Task item: The response must contain every line from the records below that has "unwrap".

[Records supplied — start]

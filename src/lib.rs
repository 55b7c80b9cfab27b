//! `duelist`: seedable dueling-bandit primitives.
//!
//! Designed for *pairwise preference* problems: each round you can show a comparator
//! (a person, a rater model, a simulated human) two candidates and learn only which
//! one they preferred. The goal is to find the **Condorcet winner**, the arm that
//! beats every other arm more than half the time.
//!
//! **Policies:**
//! - [`Rucb`]: Relative Upper Confidence Bound. Proposes `[champion, challenger]`
//!   pairs from optimistic pairwise win-rate bounds, records outcomes into a
//!   [`WinMatrix`], and predicts the winner ([`Rucb::predict_winner`]).
//! - [`DuelingPolicy`]: the `choose_action_set` / `record_action` / `reset`
//!   interface a duel loop drives.
//!
//! **Simulated comparators ("humans"):**
//! - [`HumanUcb`]: deterministic UCB1 over the rewards the human has seen.
//! - [`HumanThompsonSampling`]: Beta–Bernoulli Thompson sampling with caller priors.
//! - [`UtilityOracle`]: fixed true utilities, no learning.
//! - [`HumanPolicy`] is the shared interface; [`ExactChoiceProb`] is the optional
//!   closed-form "probability of picking `a1` over `a2`" capability, reached through
//!   [`HumanPolicy::exact`].
//!
//! **Numerics:**
//! - [`beta_dist_max_prob`]: exact probability that one Beta draw is the largest of
//!   several independent Beta draws (log-space exp-sinh quadrature over `statrs`
//!   Beta CDFs). This is the Thompson human's exact choice probability.
//!
//! **Glue:**
//! - [`run_duels`]: the policy → human → reward → record loop.
//!
//! **Goals:**
//! - **Deterministic by default**: every stochastic component owns a seeded RNG;
//!   same seed and same inputs give the same stream.
//! - **No partial updates**: invalid inputs return an [`Error`] before any state changes.
//! - **Small N**: dense `N x N` bookkeeping, recomputed each round.
//!
//! **Non-goals:**
//! - Not a general RL framework; only pairwise duels (`comparison_size = 2`).
//! - No other dueling algorithms (Sparring, MultiSBM, ...).
//! - No persistence, plotting or CLI. With the `serde` feature, configs and
//!   [`WinMatrix`] are serializable so callers can checkpoint.
//!
//! # Example
//!
//! ```rust
//! use duelist::{run_duels, DuelLoopConfig, Rucb, RucbConfig, UtilityOracle};
//!
//! let utilities = [0.9, 0.5, 0.1];
//! let mut rucb = Rucb::with_seed(RucbConfig::default(), 1).unwrap();
//! let mut human = UtilityOracle::with_seed(utilities.to_vec(), 2).unwrap();
//! let cfg = DuelLoopConfig { rounds: 2_000, seed: 3 };
//! run_duels(&mut rucb, &mut human, &utilities, cfg).unwrap();
//! assert_eq!(rucb.predict_winner(&[0, 1, 2]).unwrap(), Some(0));
//! ```
//!
//! ## Related work
//!
//! Zoghi, Whiteson, Munos & de Rijke (2014, arXiv:1312.3393) introduced RUCB and
//! proved `O(K log T)` regret when a Condorcet winner exists. Yue, Broder,
//! Kleinberg & Joachims (2012) set up the K-armed dueling bandit problem.

#![forbid(unsafe_code)]

mod error;
pub use error::{Error, Result};

mod beta;
pub use beta::*;

mod win_matrix;
pub use win_matrix::*;

mod rucb;
pub use rucb::*;

mod policy;
pub use policy::DuelingPolicy;

mod human;
pub use human::{ExactChoiceProb, HumanPolicy, HumanUcb, HumanUcbConfig};

mod thompson;
pub use thompson::*;

mod utility;
pub use utility::*;

mod harness;
pub use harness::*;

[Records supplied — finish]

Reply to the exercise:
//! let mut rucb = Rucb::with_seed(RucbConfig::default(), 1).unwrap();
//! let mut human = UtilityOracle::with_seed(utilities.to_vec(), 2).unwrap();
//! run_duels(&mut rucb, &mut human, &utilities, cfg).unwrap();
//! assert_eq!(rucb.predict_winner(&[0, 1, 2]).unwrap(), Some(0));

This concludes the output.